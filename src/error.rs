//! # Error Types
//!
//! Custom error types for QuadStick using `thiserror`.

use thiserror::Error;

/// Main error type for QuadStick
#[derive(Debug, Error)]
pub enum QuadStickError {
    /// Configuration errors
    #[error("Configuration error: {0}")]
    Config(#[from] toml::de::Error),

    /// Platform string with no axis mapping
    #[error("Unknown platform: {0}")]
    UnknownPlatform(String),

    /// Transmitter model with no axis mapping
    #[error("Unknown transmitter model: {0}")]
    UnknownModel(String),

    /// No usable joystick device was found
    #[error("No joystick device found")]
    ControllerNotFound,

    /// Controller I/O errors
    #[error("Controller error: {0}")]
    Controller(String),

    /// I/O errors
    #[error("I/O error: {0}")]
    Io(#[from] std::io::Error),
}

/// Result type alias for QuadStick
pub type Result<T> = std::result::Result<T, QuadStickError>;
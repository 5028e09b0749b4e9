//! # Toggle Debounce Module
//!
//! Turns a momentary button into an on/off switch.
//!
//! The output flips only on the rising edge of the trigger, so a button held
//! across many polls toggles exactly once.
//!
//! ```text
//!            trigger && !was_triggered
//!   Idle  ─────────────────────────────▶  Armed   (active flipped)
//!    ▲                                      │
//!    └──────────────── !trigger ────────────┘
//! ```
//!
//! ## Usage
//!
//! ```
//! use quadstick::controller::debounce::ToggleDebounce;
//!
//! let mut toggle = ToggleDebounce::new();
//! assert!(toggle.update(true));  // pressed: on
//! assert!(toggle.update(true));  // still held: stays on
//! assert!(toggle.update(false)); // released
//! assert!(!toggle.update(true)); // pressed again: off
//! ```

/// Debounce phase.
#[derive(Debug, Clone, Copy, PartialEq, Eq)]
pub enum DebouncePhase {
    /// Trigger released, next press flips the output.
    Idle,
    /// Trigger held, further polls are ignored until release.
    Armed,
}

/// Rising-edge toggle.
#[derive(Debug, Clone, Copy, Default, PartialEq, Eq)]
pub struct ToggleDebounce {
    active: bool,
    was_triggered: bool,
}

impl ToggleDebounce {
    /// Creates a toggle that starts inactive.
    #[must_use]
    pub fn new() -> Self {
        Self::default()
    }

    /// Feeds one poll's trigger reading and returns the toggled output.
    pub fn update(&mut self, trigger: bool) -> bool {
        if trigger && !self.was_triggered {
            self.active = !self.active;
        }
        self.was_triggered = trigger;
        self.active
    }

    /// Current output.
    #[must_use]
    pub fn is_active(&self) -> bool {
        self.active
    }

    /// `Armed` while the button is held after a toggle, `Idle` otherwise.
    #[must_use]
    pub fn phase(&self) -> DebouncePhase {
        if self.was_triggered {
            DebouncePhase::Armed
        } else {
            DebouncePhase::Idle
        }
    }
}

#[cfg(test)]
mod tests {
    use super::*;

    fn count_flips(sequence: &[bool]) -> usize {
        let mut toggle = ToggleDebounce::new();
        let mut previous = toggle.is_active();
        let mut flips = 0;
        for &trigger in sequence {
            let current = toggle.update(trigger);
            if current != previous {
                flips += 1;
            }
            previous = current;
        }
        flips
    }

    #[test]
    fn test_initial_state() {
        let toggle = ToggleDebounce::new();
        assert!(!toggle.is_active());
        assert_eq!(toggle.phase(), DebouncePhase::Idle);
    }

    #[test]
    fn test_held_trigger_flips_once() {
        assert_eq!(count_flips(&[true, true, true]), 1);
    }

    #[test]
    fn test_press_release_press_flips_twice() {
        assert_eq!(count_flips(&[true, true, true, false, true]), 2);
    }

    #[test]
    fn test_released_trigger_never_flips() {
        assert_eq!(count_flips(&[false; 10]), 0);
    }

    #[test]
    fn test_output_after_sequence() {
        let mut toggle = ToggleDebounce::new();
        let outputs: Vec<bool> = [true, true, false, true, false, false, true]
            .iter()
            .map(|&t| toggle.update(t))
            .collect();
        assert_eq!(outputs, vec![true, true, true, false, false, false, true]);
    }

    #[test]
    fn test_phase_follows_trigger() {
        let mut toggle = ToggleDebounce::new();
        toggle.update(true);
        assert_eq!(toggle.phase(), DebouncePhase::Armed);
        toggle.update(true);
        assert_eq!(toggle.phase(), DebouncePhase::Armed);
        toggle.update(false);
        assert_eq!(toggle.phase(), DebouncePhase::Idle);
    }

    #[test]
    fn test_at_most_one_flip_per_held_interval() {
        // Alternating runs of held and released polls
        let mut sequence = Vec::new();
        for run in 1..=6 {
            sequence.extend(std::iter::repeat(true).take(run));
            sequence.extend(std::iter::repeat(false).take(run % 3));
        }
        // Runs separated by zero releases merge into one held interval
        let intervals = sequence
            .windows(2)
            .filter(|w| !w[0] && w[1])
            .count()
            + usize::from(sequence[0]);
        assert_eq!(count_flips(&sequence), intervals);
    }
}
# # #
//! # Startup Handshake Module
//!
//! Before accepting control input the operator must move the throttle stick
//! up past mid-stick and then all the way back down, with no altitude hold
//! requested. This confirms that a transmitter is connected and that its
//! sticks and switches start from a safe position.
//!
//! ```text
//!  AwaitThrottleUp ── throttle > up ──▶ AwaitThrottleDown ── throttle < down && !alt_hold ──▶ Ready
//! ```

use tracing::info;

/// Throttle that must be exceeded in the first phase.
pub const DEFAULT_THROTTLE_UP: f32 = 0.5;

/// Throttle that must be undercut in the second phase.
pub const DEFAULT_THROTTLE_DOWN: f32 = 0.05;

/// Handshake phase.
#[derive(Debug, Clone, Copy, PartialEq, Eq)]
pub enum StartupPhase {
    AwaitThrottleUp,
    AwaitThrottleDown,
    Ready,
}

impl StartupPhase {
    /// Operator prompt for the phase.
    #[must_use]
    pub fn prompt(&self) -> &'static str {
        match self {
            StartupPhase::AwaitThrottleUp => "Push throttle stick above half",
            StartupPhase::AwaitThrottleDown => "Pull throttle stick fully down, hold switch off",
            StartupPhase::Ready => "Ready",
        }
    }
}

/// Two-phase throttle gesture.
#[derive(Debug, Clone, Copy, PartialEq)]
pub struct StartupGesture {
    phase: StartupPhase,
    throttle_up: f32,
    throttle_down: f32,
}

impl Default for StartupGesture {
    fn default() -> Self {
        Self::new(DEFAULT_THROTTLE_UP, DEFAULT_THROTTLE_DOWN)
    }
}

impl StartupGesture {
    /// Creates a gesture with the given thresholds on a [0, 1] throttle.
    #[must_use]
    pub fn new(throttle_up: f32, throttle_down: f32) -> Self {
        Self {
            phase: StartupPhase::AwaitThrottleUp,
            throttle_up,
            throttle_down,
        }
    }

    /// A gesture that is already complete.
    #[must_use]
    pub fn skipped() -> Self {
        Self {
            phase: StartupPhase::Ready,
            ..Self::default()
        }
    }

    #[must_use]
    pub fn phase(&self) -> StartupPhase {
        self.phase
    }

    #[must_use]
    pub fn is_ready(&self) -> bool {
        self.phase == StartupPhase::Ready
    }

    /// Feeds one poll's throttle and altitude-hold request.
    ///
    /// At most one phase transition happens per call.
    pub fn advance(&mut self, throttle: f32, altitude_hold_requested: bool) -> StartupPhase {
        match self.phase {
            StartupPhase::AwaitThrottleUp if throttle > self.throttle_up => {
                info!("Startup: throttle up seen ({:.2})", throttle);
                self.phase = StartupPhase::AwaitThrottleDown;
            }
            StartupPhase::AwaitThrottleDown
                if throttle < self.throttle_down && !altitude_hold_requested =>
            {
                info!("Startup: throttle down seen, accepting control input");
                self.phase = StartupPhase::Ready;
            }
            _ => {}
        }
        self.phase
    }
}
# # #
Required work = Please copy each line from the material above in which the string "QuadStickError" appears.

Completed task =
pub enum QuadStickError {
pub type Result<T> = std::result::Result<T, QuadStickError>;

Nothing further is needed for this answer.